# Problem details
The data must be returned in full, with no character altered.

# Material to process
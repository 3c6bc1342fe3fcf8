//! `seed-unicode` — one-shot atom seeding against a configured store
//!
//! Parses a UCD directory, linearizes the assigned codepoints through the
//! semantic sequencer, projects them onto S³, and bulk-loads the full
//! 21-bit codespace as Atom/Physicality pairs. Idempotent: a re-run merges
//! zero rows.
//!
//! Flags:
//!   --ucd-dir <path>    UCD data directory (overrides the config file)
//!   --config <path>     JSON configuration
//!
//! Exit status is zero only when the seed committed; failures print one
//! line: `<kind>: <message>`.

#![forbid(unsafe_code)]

use std::env;
use std::path::PathBuf;
use std::sync::{Arc, Mutex};

use noograph::copy::SharedStore;
use noograph::store::MemStore;
use noograph::{seed, CancelToken, Config, Error};

fn parse_flag(args: &[String], key: &str) -> Option<String> {
    let mut it = args.iter();
    while let Some(a) = it.next() {
        if a == key {
            return it.next().cloned();
        }
    }
    None
}

fn main() {
    tracing_subscriber::fmt()
        .with_env_filter(
            tracing_subscriber::EnvFilter::try_from_default_env()
                .unwrap_or_else(|_| tracing_subscriber::EnvFilter::new("info")),
        )
        .init();

    let args: Vec<String> = env::args().skip(1).collect();
    if args.iter().any(|a| a == "--help" || a == "-h") {
        eprintln!("usage: seed-unicode [--ucd-dir <path>] [--config <path>]");
        return;
    }

    match run(&args) {
        Ok(()) => {}
        Err(e) => {
            eprintln!("{}: {e}", e.kind());
            std::process::exit(1);
        }
    }
}

fn run(args: &[String]) -> Result<(), Error> {
    let config = match parse_flag(args, "--config") {
        Some(path) => Config::from_json_file(&PathBuf::from(path))?,
        None => Config::default(),
    };
    let ucd_dir = parse_flag(args, "--ucd-dir")
        .map(PathBuf::from)
        .or_else(|| config.ucd_data_dir.clone())
        .ok_or_else(|| {
            noograph::ucd::UcdError::MissingFile(PathBuf::from("--ucd-dir not configured"))
        })?;

    let store: SharedStore = Arc::new(Mutex::new(MemStore::new()));
    let report = seed(store, &ucd_dir, CancelToken::new())?;

    println!("assigned codepoints : {}", report.assigned);
    println!("atom rows sent      : {}", report.atoms_sent);
    println!("atom rows inserted  : {}", report.atoms_inserted);
    println!("physicality inserted: {}", report.physicalities_inserted);
    Ok(())
}
//! Store records: value types, builders, and column bindings
//!
//! The nine persisted entities are plain value structs keyed by [`Digest`].
//! Construction goes through builders that enforce the two invariants every
//! content-addressed row must hold before it is allowed near the loader:
//!
//! - **Normalization**: every centroid is a validated [`S3Point`]; the
//!   Hilbert key is derived from the centroid, never supplied.
//! - **Hash-id consistency**: a composition id is the hash of its atom-id
//!   sequence, a relation id the hash of its participant sequence, a
//!   physicality id the hash of its canonical centroid bytes.
//!
//! Each record implements [`Record`], binding it to its table name, column
//! list, primary key, and typed field values. The bulk loader is generic
//! over that trait and never inspects entity semantics.

#![forbid(unsafe_code)]
#![allow(missing_docs)]

use crate::geometry::{spherical_centroid, S3Point};
use crate::hash::Digest;
use crate::hilbert;

/// Errors from record builders.
#[derive(Debug, thiserror::Error, PartialEq)]
pub enum RecordError {
    /// A composition or relation needs at least one participant.
    #[error("cannot build {0} from an empty sequence")]
    EmptySequence(&'static str),
}

// ============================================================================
// Typed field values
// ============================================================================

/// Column types understood by the COPY framings and the in-memory store.
#[derive(Copy, Clone, Debug, PartialEq, Eq)]
pub enum ColType {
    Id,
    Int4,
    Int8,
    Float8,
    Bool,
    Text,
    Point,
}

# Response to the exercise
repository 3c6bc1342fe3fcf8
//! `seed-unicode` — one-shot atom seeding against a configured store
//!
//! Parses a UCD directory, linearizes the assigned codepoints through the
//! semantic sequencer, projects them onto S³, and bulk-loads the full
//! 21-bit codespace as Atom/Physicality pairs. Idempotent: a re-run merges
//! zero rows.
//!
//! Flags:
//!   --ucd-dir <path>    UCD data directory (overrides the config file)
//!   --config <path>     JSON configuration
//!
//! Exit status is zero only when the seed committed; failures print one
//! line: `<kind>: <message>`.

#![forbid(unsafe_code)]

use std::env;
use std::path::PathBuf;
use std::sync::{Arc, Mutex};

use noograph::copy::SharedStore;
use noograph::store::MemStore;
use noograph::{seed, CancelToken, Config, Error};

fn parse_flag(args: &[String], key: &str) -> Option<String> {
    let mut it = args.iter();
    while let Some(a) = it.next() {
        if a == key {
            return it.next().cloned();
        }
    }
    None
}

fn main() {
    tracing_subscriber::fmt()
        .with_env_filter(
            tracing_subscriber::EnvFilter::try_from_default_env()
                .unwrap_or_else(|_| tracing_subscriber::EnvFilter::new("info")),
        )
        .init();

    let args: Vec<String> = env::args().skip(1).collect();
    if args.iter().any(|a| a == "--help" || a == "-h") {
        eprintln!("usage: seed-unicode [--ucd-dir <path>] [--config <path>]");
        return;
    }

    match run(&args) {
        Ok(()) => {}
        Err(e) => {
            eprintln!("{}: {e}", e.kind());
            std::process::exit(1);
        }
    }
}

fn run(args: &[String]) -> Result<(), Error> {
    let config = match parse_flag(args, "--config") {
        Some(path) => Config::from_json_file(&PathBuf::from(path))?,
        None => Config::default(),
    };
    let ucd_dir = parse_flag(args, "--ucd-dir")
        .map(PathBuf::from)
        .or_else(|| config.ucd_data_dir.clone())
        .ok_or_else(|| {
            noograph::ucd::UcdError::MissingFile(PathBuf::from("--ucd-dir not configured"))
        })?;

    let store: SharedStore = Arc::new(Mutex::new(MemStore::new()));
    let report = seed(store, &ucd_dir, CancelToken::new())?;

    println!("assigned codepoints : {}", report.assigned);
    println!("atom rows sent      : {}", report.atoms_sent);
    println!("atom rows inserted  : {}", report.atoms_inserted);
    println!("physicality inserted: {}", report.physicalities_inserted);
    Ok(())
}
//! Store records: value types, builders, and column bindings
//!
//! The nine persisted entities are plain value structs keyed by [`Digest`].
//! Construction goes through builders that enforce the two invariants every
//! content-addressed row must hold before it is allowed near the loader:
//!
//! - **Normalization**: every centroid is a validated [`S3Point`]; the
//!   Hilbert key is derived from the centroid, never supplied.
//! - **Hash-id consistency**: a composition id is the hash of its atom-id
//!   sequence, a relation id the hash of its participant sequence, a
//!   physicality id the hash of its canonical centroid bytes.
//!
//! Each record implements [`Record`], binding it to its table name, column
//! list, primary key, and typed field values. The bulk loader is generic
//! over that trait and never inspects entity semantics.

#![forbid(unsafe_code)]
#![allow(missing_docs)]

use crate::geometry::{spherical_centroid, S3Point};
use crate::hash::Digest;
use crate::hilbert;

/// Errors from record builders.
#[derive(Debug, thiserror::Error, PartialEq)]
pub enum RecordError {
    /// A composition or relation needs at least one participant.
    #[error("cannot build {0} from an empty sequence")]
    EmptySequence(&'static str),
}

// ============================================================================
// Typed field values
// ============================================================================

/// Column types understood by the COPY framings and the in-memory store.
#[derive(Copy, Clone, Debug, PartialEq, Eq)]
pub enum ColType {
    Id,
    Int4,
    Int8,
    Float8,
    Bool,
    Text,
    Point,
}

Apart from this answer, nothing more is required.